In an ideal world, I claim the best solution would be the following.
Given that it is clear (to me) that mutable byte sequences and
immutable byte sequences share the same representation, we should use
phantom type to distinguish them:

  type mut
  type immut
  type 'a bytes

  val get : 'a bytes -> int -> char
  val set : mut bytes -> int -> char
  Digest.t = immut bytes

Using phantom types had been considered at the time of the
bytes/string split, but rejected because suddenly adding polymorphism
to string literals and string functions broke a lot of code ("The type
of this expression, ..., contains a type variable that cannot be
generalized", or suddenly-polymorphic method return types). More
importantly, we do not want to enforce string and bytes to always have
the same underlying representation.
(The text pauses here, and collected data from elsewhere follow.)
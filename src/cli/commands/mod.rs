pub mod diagnose;
pub mod routes;
pub mod site;
use anyhow::Context;

use crate::backend::{create_browser_client, diagnostics::run_diagnostics_for, DiagnosticReport, PROBED_TABLES};
use crate::cli::OutputFormat;
use crate::config::AppConfig;

pub async fn handle(tables: Vec<String>, output_format: OutputFormat) -> anyhow::Result<()> {
    let config = AppConfig::from_env().context("failed to load configuration")?;
    let http = reqwest::Client::builder()
        .timeout(std::time::Duration::from_secs(config.backend.request_timeout_secs))
        .build()?;
    let client = create_browser_client(&config.backend, http)?;

    let tables: Vec<&str> = if tables.is_empty() {
        PROBED_TABLES.to_vec()
    } else {
        tables.iter().map(String::as_str).collect()
    };

    let report = run_diagnostics_for(&client, &tables).await;

    match output_format {
        OutputFormat::Json => println!("{}", serde_json::to_string_pretty(&report)?),
        OutputFormat::Text => print!("{}", format_report(&report)),
    }

    if !report.connected {
        anyhow::bail!("backend did not respond");
    }
    Ok(())
}

pub fn format_report(report: &DiagnosticReport) -> String {
    let mut out = String::new();
    out.push_str(&format!("Checked at: {}\n", report.timestamp.to_rfc3339()));
    out.push_str(&format!("Connected:  {}\n", yes_no(report.connected)));
    out.push_str(&format!(
        "Auth:       {}{}\n",
        if report.auth.reachable { "reachable" } else { "unreachable" },
        report
            .auth
            .error
            .as_ref()
            .map(|e| format!(" ({})", e))
            .unwrap_or_default()
    ));
    out.push_str("Tables:\n");
    for (name, status) in &report.tables {
        match (&status.count, &status.error) {
            (Some(count), _) => out.push_str(&format!("  {:<12} ok, {} rows\n", name, count)),
            (None, Some(error)) => out.push_str(&format!("  {:<12} missing: {}\n", name, error)),
            (None, None) => out.push_str(&format!("  {:<12} unknown\n", name)),
        }
    }
    out
}

fn yes_no(value: bool) -> &'static str {
    if value {
        "yes"
    } else {
        "no"
    }
}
Neither arguments hold for
mutable/immutable bytes.


# Going forward

It is probably a bit too late to change the "bytes" type in the
compiler standard library. (Well, feel free to disagree on this.)
And maybe we don't need to: just as more featureful, higher-level
libraries have been developed outside the OCaml distribution, we could
think of having a safer, higher-level phantom representation of byte
sequences, as an external library.

Regardless of what we do about this, I would recommend that immutable
byte sequences (things that are, by design, not text) be represented
as "bytes" rather than "string"¹. If/whenever a consensus on a safer
phantom representation appear, it will be possible to convert to it
without changing the representation.
Similarly, if your bytes-taking function does not mutate or capture
its input, you should mention it informally in its
specification/documentation (and maybe express this with a phantom
type later): this is important to reason about, for example, (un)safe
conversions on those byte sequences.

¹: a dissenting opinion could suggest that it is more important to get
the type-checker help re. mutability than expose the distinction
between byte-level data and text (which should be an abstract type in
some UTF8 library anyway), and thus immutable anything should rather
be "string". I think the phantom type approach is superior, and we
should design interfaces with it in mind.

Jacques Garrigue replied:

I think this is an interesting proposal.
We didn’t consider it when adding the -safe-string option, but I do
not think it is too late to change things in the compiler:
keeping compatibility with pre-4.02 code is essential, but Bytes
itself is still experimental, so changing the bytes type should be ok.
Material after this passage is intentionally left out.